*WORK INSTRUCTION*. Read the data below line by line and copy each one with "component" in it.

Content starts

// This Source Code Form is subject to the terms of the Mozilla Public
// License, v. 2.0. If a copy of the MPL was not distributed with this
// file, You can obtain one at https://mozilla.org/MPL/2.0/.

//! Data structures and related facilities for representing resources in the
//! external API of the anvil update plane
//!
//! These types are transport-agnostic: the HTTP layer that embeds this stack
//! converts them to and from its own representations at the edge.

mod error;

pub use error::Error;

use chrono::DateTime;
use chrono::Utc;
use serde::Deserialize;
use serde::Serialize;

/// Result of a create operation for the specified type
pub type CreateResult<T> = Result<T, Error>;
/// Result of a delete operation for the specified type
pub type DeleteResult = Result<(), Error>;
/// Result of a lookup operation for the specified type
pub type LookupResult<T> = Result<T, Error>;

/// Maximum accepted length for user-supplied metadata strings (artifact
/// names, descriptions, device type selectors)
pub const MAX_META_STRING_LEN: usize = 4096;

fn validate_meta_string(label: &str, value: &str) -> Result<(), Error> {
    if value.is_empty() {
        return Err(Error::malformed_request(&format!("{} is required", label)));
    }
    if value.len() > MAX_META_STRING_LEN {
        return Err(Error::malformed_request(&format!(
            "{} must be at most {} characters",
            label, MAX_META_STRING_LEN
        )));
    }
    Ok(())
}

/// Time-bounded, pre-authorized URL granting one specific operation against
/// one object-storage key
#[derive(Clone, Debug, Deserialize, PartialEq, Serialize)]
pub struct SignedLink {
    pub uri: String,
    pub expire: DateTime<Utc>,
}

/// Release metadata provided directly by the user
#[derive(Clone, Debug, Default, Deserialize, PartialEq, Serialize)]
pub struct ReleaseMeta {
    #[serde(default, skip_serializing_if = "Option::is_none")]
    pub description: Option<String>,
}

impl ReleaseMeta {
    pub fn validate(&self) -> Result<(), Error> {
        if let Some(description) = &self.description {
            validate_meta_string("description", description)?;
        }
        Ok(())
    }
}

/// Artifact format version information, read from the artifact header
#[derive(Clone, Debug, Deserialize, PartialEq, Serialize)]
pub struct ArtifactInfo {
    pub format: String,
    pub version: u32,
}

/// Metadata carried by the artifact itself, as opposed to user input
#[derive(Clone, Debug, Deserialize, PartialEq, Serialize)]
pub struct ArtifactMeta {
    /// Release name embedded in the artifact
    pub name: String,
    /// Device types the artifact is installable on
    pub device_types_compatible: Vec<String>,
    #[serde(default, skip_serializing_if = "Option::is_none")]
    pub info: Option<ArtifactInfo>,
    /// Whether the artifact carries a signature
    #[serde(default)]
    pub signed: bool,
}

impl ArtifactMeta {
    pub fn validate(&self) -> Result<(), Error> {
        validate_meta_string("name", &self.name)?;
        if self.device_types_compatible.is_empty() {
            return Err(Error::malformed_request(
                "device_types_compatible must not be empty",
            ));
        }
        for device_type in &self.device_types_compatible {
            validate_meta_string("device type", device_type)?;
        }
        Ok(())
    }
}

/// A versioned update package known to the metadata store
///
/// A record of this shape is persisted out-of-band once the build engine
/// finishes materializing the artifact; the generation saga only allocates
/// its id.  The uniqueness contract enforced at generation time is defined
/// against these records: no two artifacts may share a name and overlap in
/// compatible device types.
#[derive(Clone, Debug, Deserialize, PartialEq, Serialize)]
pub struct Artifact {
    pub id: String,
    #[serde(flatten)]
    pub meta: ReleaseMeta,
    #[serde(flatten)]
    pub meta_artifact: ArtifactMeta,
    /// Total size of the artifact in bytes
    pub size: i64,
    /// Last modification time, including the upload time
    pub modified: DateTime<Utc>,
}

impl Artifact {
    pub fn new(
        id: uuid::Uuid,
        meta: ReleaseMeta,
        meta_artifact: ArtifactMeta,
        size: i64,
    ) -> Artifact {
        Artifact {
            id: id.to_string(),
            meta,
            meta_artifact,
            size,
            modified: Utc::now(),
        }
    }

    pub fn validate(&self) -> Result<(), Error> {
        self.meta.validate()?;
        self.meta_artifact.validate()
    }
}

/// Parameters for generating an artifact from a raw uploaded payload
///
/// This is the declared metadata of one generation request.  The payload
/// itself travels separately as a byte stream; `size` is its declared
/// length and is used as an upload ceiling, not trusted beyond that.
#[derive(Clone, Debug, Deserialize, PartialEq, Serialize)]
pub struct ArtifactGenerateParams {
    /// Human label for the release
    pub name: String,
    #[serde(default, skip_serializing_if = "Option::is_none")]
    pub description: Option<String>,
    /// Device types the resulting artifact targets
    pub device_types_compatible: Vec<String>,
    /// Declared byte length of the raw payload
    pub size: i64,
    /// Build strategy the workflow engine should apply
    #[serde(rename = "type")]
    pub artifact_type: String,
    /// Opaque pass-through arguments for the build strategy
    #[serde(default)]
    pub args: String,
    /// Forwarded opaquely to the workflow engine for its own downstream
    /// authorization
    #[serde(default)]
    pub token: String,
}

impl ArtifactGenerateParams {
    pub fn validate(&self) -> Result<(), Error> {
        validate_meta_string("name", &self.name)?;
        if let Some(description) = &self.description {
            validate_meta_string("description", description)?;
        }
        if self.device_types_compatible.is_empty() {
            return Err(Error::malformed_request(
                "device_types_compatible must not be empty",
            ));
        }
        for device_type in &self.device_types_compatible {
            validate_meta_string("device type", device_type)?;
        }
        if self.size < 0 {
            return Err(Error::malformed_request("size must not be negative"));
        }
        Ok(())
    }
}
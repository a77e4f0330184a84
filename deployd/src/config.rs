// This Source Code Form is subject to the terms of the Mozilla Public
// License, v. 2.0. If a copy of the MPL was not distributed with this
// file, You can obtain one at https://mozilla.org/MPL/2.0/.

//! Interfaces for parsing configuration files and working with a deployd
//! configuration

use camino::Utf8Path;
use camino::Utf8PathBuf;
use dropshot::ConfigLogging;
use serde::Deserialize;
use serde::Serialize;
use slog_error_chain::SlogInlineError;
use std::time::Duration;
use thiserror::Error;

/// Default ceiling on the declared size of a raw payload (10 GiB)
pub const DEFAULT_MAX_ARTIFACT_SIZE: i64 = 10 * 1024 * 1024 * 1024;

/// Default lifetime of the signed GET/DELETE links handed to the build
/// engine
pub const DEFAULT_LINK_EXPIRE_SECS: u64 = 900;

/// Content type attached to raw payload uploads
pub const DEFAULT_ARTIFACT_CONTENT_TYPE: &str = "application/vnd.anvil-artifact";

fn default_max_artifact_size() -> i64 {
    DEFAULT_MAX_ARTIFACT_SIZE
}

fn default_link_expire_secs() -> u64 {
    DEFAULT_LINK_EXPIRE_SECS
}

fn default_artifact_content_type() -> String {
    DEFAULT_ARTIFACT_CONTENT_TYPE.to_string()
}

/// Configuration for a deployd instance
#[derive(Clone, Debug, Deserialize, PartialEq, Serialize)]
pub struct Config {
    /// Artifact plane configuration.
    pub deployd: DeploydConfig,
    /// Server-wide logging configuration.
    pub log: ConfigLogging,
}

/// Configuration of the artifact plane itself
#[derive(Clone, Debug, Deserialize, PartialEq, Serialize)]
pub struct DeploydConfig {
    /// Base URL of the external workflow engine.
    pub workflows_url: String,
    /// Ceiling on the declared size of a raw payload, in bytes.
    #[serde(default = "default_max_artifact_size")]
    pub max_artifact_size: i64,
    /// Lifetime of the signed GET/DELETE links handed to the build engine,
    /// in seconds.
    #[serde(default = "default_link_expire_secs")]
    pub link_expire_secs: u64,
    /// Content type attached to raw payload uploads.
    #[serde(default = "default_artifact_content_type")]
    pub artifact_content_type: String,
}

impl DeploydConfig {
    pub fn link_expire(&self) -> Duration {
        Duration::from_secs(self.link_expire_secs)
    }
}

impl Config {
    /// Load a `Config` from the given TOML file
    pub fn from_file(path: &Utf8Path) -> Result<Config, LoadError> {
        let file_contents = std::fs::read_to_string(path)
            .map_err(|err| LoadError::Io { path: path.into(), err })?;
        let config_parsed: Config = toml::from_str(&file_contents)
            .map_err(|err| LoadError::Parse { path: path.into(), err })?;
        Ok(config_parsed)
    }
}

#[derive(Debug, Error, SlogInlineError)]
pub enum LoadError {
    #[error("error reading \"{path}\": {err}")]
    Io {
        path: Utf8PathBuf,
        #[source]
        err: std::io::Error,
    },
    #[error("error parsing \"{path}\": {err}")]
    Parse {
        path: Utf8PathBuf,
        #[source]
        err: toml::de::Error,
    },
}
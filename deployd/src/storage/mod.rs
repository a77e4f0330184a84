// This Source Code Form is subject to the terms of the Mozilla Public
// License, v. 2.0. If a copy of the MPL was not distributed with this
// file, You can obtain one at https://mozilla.org/MPL/2.0/.

//! Interface to the object storage backend holding raw payloads

pub mod s3;

use crate::context::OpContext;
use anvil_common::api::external::SignedLink;
use async_trait::async_trait;
use std::time::Duration;
use tokio::io::AsyncRead;

/// Byte stream of a raw payload being uploaded
///
/// The stream is of unknown trustworthiness; callers cap it at the declared
/// request size before it reaches a storage backend.
pub type PayloadReader = Box<dyn AsyncRead + Send + Unpin>;

/// Capability interface over the object storage backend
///
/// Objects are keyed by artifact id.  All four calls are independent network
/// operations; none is assumed idempotent except [`ObjectStorage::delete`],
/// which implementations must make safe to call on an already-deleted or
/// never-created key ("not found" is success, not a compensation failure).
#[async_trait]
pub trait ObjectStorage: Send + Sync {
    /// Store the raw payload under `artifact_id`, reading at most `size`
    /// bytes from `artifact`
    async fn upload_artifact(
        &self,
        opctx: &OpContext,
        artifact_id: &str,
        size: i64,
        artifact: PayloadReader,
        content_type: &str,
    ) -> Result<(), anyhow::Error>;

    /// Issue a time-bounded signed URL for a GET of `artifact_id`
    async fn get_request(
        &self,
        opctx: &OpContext,
        artifact_id: &str,
        expire: Duration,
    ) -> Result<SignedLink, anyhow::Error>;

    /// Issue a time-bounded signed URL for a DELETE of `artifact_id`
    async fn delete_request(
        &self,
        opctx: &OpContext,
        artifact_id: &str,
        expire: Duration,
    ) -> Result<SignedLink, anyhow::Error>;

    /// Remove the object stored under `artifact_id`
    async fn delete(
        &self,
        opctx: &OpContext,
        artifact_id: &str,
    ) -> Result<(), anyhow::Error>;
}
// This Source Code Form is subject to the terms of the Mozilla Public
// License, v. 2.0. If a copy of the MPL was not distributed with this
// file, You can obtain one at https://mozilla.org/MPL/2.0/.

//! Deployd, the artifact plane of the anvil update service

use crate::config::Config;
use crate::db::DataStore;
use crate::storage::ObjectStorage;
use crate::workflows::WorkflowsClient;
use slog::Logger;
use std::sync::Arc;
use std::time::Duration;

mod artifact;
pub(crate) mod saga;
pub(crate) mod sagas;

/// Application-level state of one deployd instance
///
/// Owns the handles to the three external collaborators and the saga
/// execution coordinator.  One `Deployd` serves any number of concurrent
/// requests; per-request state lives entirely in each saga's own context.
pub struct Deployd {
    /// General server log
    log: Logger,
    /// Ceiling on the declared size of a raw payload, in bytes
    max_artifact_size: i64,
    /// Lifetime of the signed links handed to the build engine
    link_expire: Duration,
    /// Content type attached to raw payload uploads
    artifact_content_type: String,
    /// Artifact metadata store
    datastore: Arc<dyn DataStore>,
    /// Object storage holding raw payloads
    storage: Arc<dyn ObjectStorage>,
    /// Trigger client for the external build engine
    workflows: Arc<dyn WorkflowsClient>,
    /// Saga execution coordinator
    sagas: saga::SagaExecutor,
}

impl Deployd {
    /// Create a new deployd instance
    ///
    /// The workflow engine client is built from `config`; tests substitute a
    /// deterministic fake via [`Deployd::set_workflows_client`] before
    /// wrapping the instance in an `Arc`.
    pub fn new(
        log: &Logger,
        config: &Config,
        datastore: Arc<dyn DataStore>,
        storage: Arc<dyn ObjectStorage>,
    ) -> Deployd {
        let workflows = Arc::new(workflows_client::Client::new(
            &config.deployd.workflows_url,
            log.new(o!("component" => "WorkflowsClient")),
        ));
        let sec_client = Arc::new(steno::sec(
            log.new(o!("component" => "SEC")),
            Arc::new(steno::InMemorySecStore::new()),
        ));
        Deployd {
            log: log.new(o!("component" => "deployd")),
            max_artifact_size: config.deployd.max_artifact_size,
            link_expire: config.deployd.link_expire(),
            artifact_content_type: config.deployd.artifact_content_type.clone(),
            datastore,
            storage,
            workflows,
            sagas: saga::SagaExecutor::new(
                sec_client,
                log.new(o!("component" => "SagaExecutor")),
            ),
        }
    }

    /// Replace the workflow engine client (test use)
    pub fn set_workflows_client(&mut self, workflows: Arc<dyn WorkflowsClient>) {
        self.workflows = workflows;
    }

    pub(crate) fn log(&self) -> &Logger {
        &self.log
    }

    pub(crate) fn max_artifact_size(&self) -> i64 {
        self.max_artifact_size
    }

    pub(crate) fn link_expire(&self) -> Duration {
        self.link_expire
    }

    pub(crate) fn artifact_content_type(&self) -> &str {
        &self.artifact_content_type
    }

    pub(crate) fn datastore(&self) -> &dyn DataStore {
        &*self.datastore
    }

    pub(crate) fn storage(&self) -> &dyn ObjectStorage {
        &*self.storage
    }

    pub(crate) fn workflows(&self) -> &dyn WorkflowsClient {
        &*self.workflows
    }
}
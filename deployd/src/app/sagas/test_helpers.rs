// This Source Code Form is subject to the terms of the Mozilla Public
// License, v. 2.0. If a copy of the MPL was not distributed with this
// file, You can obtain one at https://mozilla.org/MPL/2.0/.

//! Helper functions and deterministic collaborator fakes for saga tests

use crate::app::Deployd;
use crate::config::Config;
use crate::config::DeploydConfig;
use crate::context::OpContext;
use crate::db::DataStore;
use crate::storage::ObjectStorage;
use crate::storage::PayloadReader;
use crate::workflows::WorkflowsClient;
use anvil_common::api::external::SignedLink;
use anyhow::anyhow;
use async_trait::async_trait;
use chrono::Utc;
use dropshot::test_util::LogContext;
use dropshot::ConfigLogging;
use dropshot::ConfigLoggingIfExists;
use dropshot::ConfigLoggingLevel;
use std::sync::atomic::AtomicUsize;
use std::sync::atomic::Ordering;
use std::sync::Arc;
use std::sync::Mutex;
use std::time::Duration;
use workflows_client::GenerateArtifactMessage;
use workflows_client::WORKFLOW_GENERATE_ARTIFACT;

/// Set up a [`dropshot::test_util::LogContext`] appropriate for a test named
/// `test_name`
pub(crate) fn test_setup_log(test_name: &str) -> LogContext {
    let log_config = ConfigLogging::File {
        level: ConfigLoggingLevel::Trace,
        path: "UNUSED".into(),
        if_exists: ConfigLoggingIfExists::Fail,
    };

    LogContext::new(test_name, &log_config)
}

/// Build a `Deployd` wired to the given fakes
pub(crate) fn test_deployd(
    logctx: &LogContext,
    datastore: Arc<dyn DataStore>,
    storage: Arc<dyn ObjectStorage>,
    workflows: Arc<dyn WorkflowsClient>,
) -> Arc<Deployd> {
    let config = Config {
        deployd: DeploydConfig {
            workflows_url: "http://workflows.test".to_string(),
            max_artifact_size: crate::config::DEFAULT_MAX_ARTIFACT_SIZE,
            link_expire_secs: crate::config::DEFAULT_LINK_EXPIRE_SECS,
            artifact_content_type: crate::config::DEFAULT_ARTIFACT_CONTENT_TYPE
                .to_string(),
        },
        log: ConfigLogging::StderrTerminal {
            level: ConfigLoggingLevel::Info,
        },
    };
    let mut deployd = Deployd::new(&logctx.log, &config, datastore, storage);
    deployd.set_workflows_client(workflows);
    Arc::new(deployd)
}

pub(crate) fn test_opctx(logctx: &LogContext) -> OpContext {
    OpContext::for_external_request(&logctx.log, None)
}

/// Metadata store fake answering the uniqueness query from a canned result
pub(crate) struct FakeDataStore {
    result: Result<bool, String>,
    calls: AtomicUsize,
}

impl FakeDataStore {
    pub(crate) fn unique() -> Arc<FakeDataStore> {
        Arc::new(FakeDataStore { result: Ok(true), calls: AtomicUsize::new(0) })
    }

    pub(crate) fn not_unique() -> Arc<FakeDataStore> {
        Arc::new(FakeDataStore {
            result: Ok(false),
            calls: AtomicUsize::new(0),
        })
    }

    pub(crate) fn failing(message: &str) -> Arc<FakeDataStore> {
        Arc::new(FakeDataStore {
            result: Err(message.to_string()),
            calls: AtomicUsize::new(0),
        })
    }

    pub(crate) fn call_count(&self) -> usize {
        self.calls.load(Ordering::SeqCst)
    }
}

#[async_trait]
impl DataStore for FakeDataStore {
    async fn is_artifact_unique(
        &self,
        _opctx: &OpContext,
        _name: &str,
        _device_types_compatible: &[String],
    ) -> Result<bool, anyhow::Error> {
        self.calls.fetch_add(1, Ordering::SeqCst);
        match &self.result {
            Ok(unique) => Ok(*unique),
            Err(message) => Err(anyhow!("{}", message)),
        }
    }
}

/// One recorded upload: object key and the number of payload bytes read
pub(crate) struct RecordedUpload {
    pub(crate) artifact_id: String,
    pub(crate) bytes_read: u64,
}

/// Object storage fake recording every call and failing on demand
#[derive(Default)]
pub(crate) struct FakeObjectStorage {
    pub(crate) upload_error: Option<String>,
    pub(crate) get_request_error: Option<String>,
    pub(crate) delete_request_error: Option<String>,
    pub(crate) delete_error: Option<String>,
    pub(crate) uploads: Mutex<Vec<RecordedUpload>>,
    pub(crate) deletes: Mutex<Vec<String>>,
    pub(crate) link_requests: AtomicUsize,
}

impl FakeObjectStorage {
    pub(crate) fn working() -> Arc<FakeObjectStorage> {
        Arc::new(FakeObjectStorage::default())
    }

    pub(crate) fn uploaded_keys(&self) -> Vec<String> {
        self.uploads
            .lock()
            .unwrap()
            .iter()
            .map(|upload| upload.artifact_id.clone())
            .collect()
    }

    pub(crate) fn deleted_keys(&self) -> Vec<String> {
        self.deletes.lock().unwrap().clone()
    }

    pub(crate) fn call_count(&self) -> usize {
        self.uploads.lock().unwrap().len()
            + self.deletes.lock().unwrap().len()
            + self.link_requests.load(Ordering::SeqCst)
    }
}

#[async_trait]
impl ObjectStorage for FakeObjectStorage {
    async fn upload_artifact(
        &self,
        _opctx: &OpContext,
        artifact_id: &str,
        _size: i64,
        mut artifact: PayloadReader,
        _content_type: &str,
    ) -> Result<(), anyhow::Error> {
        if let Some(message) = &self.upload_error {
            return Err(anyhow!("{}", message));
        }
        let mut sink = tokio::io::sink();
        let bytes_read = tokio::io::copy(&mut artifact, &mut sink).await?;
        self.uploads.lock().unwrap().push(RecordedUpload {
            artifact_id: artifact_id.to_string(),
            bytes_read,
        });
        Ok(())
    }

    async fn get_request(
        &self,
        _opctx: &OpContext,
        _artifact_id: &str,
        _expire: Duration,
    ) -> Result<SignedLink, anyhow::Error> {
        self.link_requests.fetch_add(1, Ordering::SeqCst);
        match &self.get_request_error {
            Some(message) => Err(anyhow!("{}", message)),
            None => {
                Ok(SignedLink { uri: "GET".to_string(), expire: Utc::now() })
            }
        }
    }

    async fn delete_request(
        &self,
        _opctx: &OpContext,
        _artifact_id: &str,
        _expire: Duration,
    ) -> Result<SignedLink, anyhow::Error> {
        self.link_requests.fetch_add(1, Ordering::SeqCst);
        match &self.delete_request_error {
            Some(message) => Err(anyhow!("{}", message)),
            None => {
                Ok(SignedLink { uri: "DELETE".to_string(), expire: Utc::now() })
            }
        }
    }

    async fn delete(
        &self,
        _opctx: &OpContext,
        artifact_id: &str,
    ) -> Result<(), anyhow::Error> {
        self.deletes.lock().unwrap().push(artifact_id.to_string());
        match &self.delete_error {
            Some(message) => Err(anyhow!("{}", message)),
            None => Ok(()),
        }
    }
}

/// Workflow engine fake recording every submitted build request
#[derive(Default)]
pub(crate) struct FakeWorkflows {
    pub(crate) reject: bool,
    pub(crate) submissions: Mutex<Vec<GenerateArtifactMessage>>,
}

impl FakeWorkflows {
    pub(crate) fn accepting() -> Arc<FakeWorkflows> {
        Arc::new(FakeWorkflows::default())
    }

    pub(crate) fn rejecting() -> Arc<FakeWorkflows> {
        Arc::new(FakeWorkflows { reject: true, ..Default::default() })
    }

    pub(crate) fn submitted(&self) -> Vec<GenerateArtifactMessage> {
        self.submissions.lock().unwrap().clone()
    }

    pub(crate) fn call_count(&self) -> usize {
        self.submissions.lock().unwrap().len()
    }
}

#[async_trait]
impl WorkflowsClient for FakeWorkflows {
    async fn start_generate_artifact(
        &self,
        _opctx: &OpContext,
        message: &GenerateArtifactMessage,
    ) -> Result<(), workflows_client::Error> {
        self.submissions.lock().unwrap().push(message.clone());
        if self.reject {
            return Err(workflows_client::Error::StartFailed {
                workflow: WORKFLOW_GENERATE_ARTIFACT,
            });
        }
        Ok(())
    }
}
// This Source Code Form is subject to the terms of the Mozilla Public
// License, v. 2.0. If a copy of the MPL was not distributed with this
// file, You can obtain one at https://mozilla.org/MPL/2.0/.

//! Saga actions, undo actions, and saga constructors used in deployd

use crate::saga_interface::SagaContext;
use std::sync::Arc;
use std::sync::LazyLock;
use steno::new_action_noop_undo;
use steno::ActionContext;
use steno::ActionError;
use steno::SagaType;
use thiserror::Error;
use uuid::Uuid;

pub(crate) mod artifact_generate;

#[cfg(test)]
pub(crate) mod test_helpers;

#[derive(Debug)]
pub(crate) struct DeploydSagaType;
impl SagaType for DeploydSagaType {
    type ExecContextType = Arc<SagaContext>;
}

pub(crate) type DeploydAction = Arc<dyn steno::Action<DeploydSagaType>>;
pub(crate) type DeploydActionContext = ActionContext<DeploydSagaType>;
pub(crate) type ActionRegistry = steno::ActionRegistry<DeploydSagaType>;

pub(crate) trait DeploydSaga {
    const NAME: &'static str;

    type Params: serde::Serialize
        + serde::de::DeserializeOwned
        + std::fmt::Debug;

    fn register_actions(registry: &mut ActionRegistry);

    fn make_saga_dag(
        params: &Self::Params,
        builder: steno::DagBuilder,
    ) -> Result<steno::Dag, SagaInitError>;
}

#[derive(Debug, Error)]
pub(crate) enum SagaInitError {
    #[error("internal error building saga graph: {0:#}")]
    DagBuildError(#[from] steno::DagBuilderError),
    #[error("failed to serialize {0:?}: {1:#}")]
    SerializeError(String, serde_json::Error),
}

impl From<SagaInitError> for anvil_common::api::external::Error {
    fn from(error: SagaInitError) -> Self {
        // All of these errors reflect things that shouldn't be possible.
        // They're basically bugs.
        anvil_common::api::external::Error::internal_error(&format!(
            "creating saga: {:#}",
            error
        ))
    }
}

pub(super) static ACTION_GENERATE_ID: LazyLock<DeploydAction> =
    LazyLock::new(|| {
        new_action_noop_undo("common.uuid_generate", saga_generate_uuid)
    });

pub(crate) static ACTION_REGISTRY: LazyLock<Arc<ActionRegistry>> =
    LazyLock::new(|| Arc::new(make_action_registry()));

fn make_action_registry() -> ActionRegistry {
    let mut registry = steno::ActionRegistry::new();
    registry.register(Arc::clone(&*ACTION_GENERATE_ID));

    <artifact_generate::SagaArtifactGenerate as DeploydSaga>::register_actions(
        &mut registry,
    );

    registry
}

pub(super) async fn saga_generate_uuid<UserType: SagaType>(
    _: ActionContext<UserType>,
) -> Result<Uuid, ActionError> {
    Ok(Uuid::new_v4())
}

Content ends

*EXERCISE OUTPUT*.
            log.new(o!("component" => "WorkflowsClient")),
            log.new(o!("component" => "SEC")),
            log: log.new(o!("component" => "deployd")),
                log.new(o!("component" => "SagaExecutor")),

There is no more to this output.